INPUT MATERIAL:
┌──
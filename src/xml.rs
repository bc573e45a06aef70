//! LDML document adapter.
//!
//! Converts XML text into the library-independent [`Element`] tree. Only the
//! `<collation>` subtree is kept; well-formedness checking is left to
//! `roxmltree`.

use crate::error::{CollationError, Result};
use crate::tree::Element;

/// Find the first `<collation>` element in an LDML document.
///
/// With `collation_type`, only a `<collation type="..">` with that type
/// matches. The document root itself may be the `<collation>` element.
pub fn parse_collation_xml(text: &str, collation_type: Option<&str>) -> Result<Element> {
    let doc = roxmltree::Document::parse(text)?;
    let node = doc
        .root_element()
        .descendants()
        .filter(|n| n.has_tag_name("collation"))
        .find(|n| collation_type.is_none_or(|ty| n.attribute("type") == Some(ty)))
        .ok_or(CollationError::MissingCollation)?;
    Ok(element_from_node(node))
}

fn element_from_node(node: roxmltree::Node<'_, '_>) -> Element {
    let mut element = Element::new(node.tag_name().name());
    element.attributes = node.attributes().map(|a| (a.name().to_string(), a.value().to_string())).collect();
    for child in node.children() {
        if child.is_element() {
            element.children.push(element_from_node(child));
        } else if child.is_text() {
            element.text.push_str(child.text().unwrap_or_default());
        }
    }
    element
}
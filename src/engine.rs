//! Translation engine.
//!
//! This module turns a validated [`Collation`](crate::Collation) into rule
//! text. It is split into focused submodules under `src/engine/`.
//!
//! ## How the parts work together
//!
//! ```text
//!                      Collation
//!                          │
//!          ┌───────────────┴────────────────┐
//!          v                                v
//!   compiler::compile               simple::reduce
//!   (compiler.rs)                   (simple.rs)
//!     - settings directives           - reject settings
//!       (settings.rs)                 - require & [before 1] [first regular]
//!     - option directives             - p/s/t (+ concat) only
//!     - rule body walk                - newline / space / ( ) separators
//!     - variable top                        │
//!     - trim                                v
//!          │                          Option<String>
//!          v
//!       String
//!
//!   both read payloads through extract.rs, which escapes via escape.rs
//! ```
//!
//! ## Responsibilities by module
//!
//! - `escape.rs`: ICU literal quoting and Unicode escape handling. Holds the
//!   only process-wide state: two compiled escape matchers.
//! - `extract.rs`: payload decoding (code points, anchors, variable top).
//! - `settings.rs`: `<settings>` and option directives.
//! - `compiler.rs`: the full ICU compiler.
//! - `simple.rs`: the simple-rules reducer.
//!
//! Every entry point is a pure function of its input; all intermediate state
//! lives on the stack of one call, so callers may compile different trees from
//! several threads at once.
//!
//! ## Debugging
//!
//! Both passes emit `tracing` events at `debug`/`trace` level (variable-top
//! placement, reducer rejections, per-item progress).

#[path = "engine/compiler.rs"]
mod compiler;
#[path = "engine/escape.rs"]
mod escape;
#[path = "engine/extract.rs"]
mod extract;
#[path = "engine/settings.rs"]
mod settings;
#[path = "engine/simple.rs"]
mod simple;


pub(crate) use compiler::compile;
pub use escape::{escape_for_icu, replace_unicode_escapes};
pub(crate) use simple::reduce;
└──
TASK TO CARRY OUT: What is the number of lines in the entries above that contain the word "simple"? Answer with that number only.

SOLUTION TO THIS TASK: 6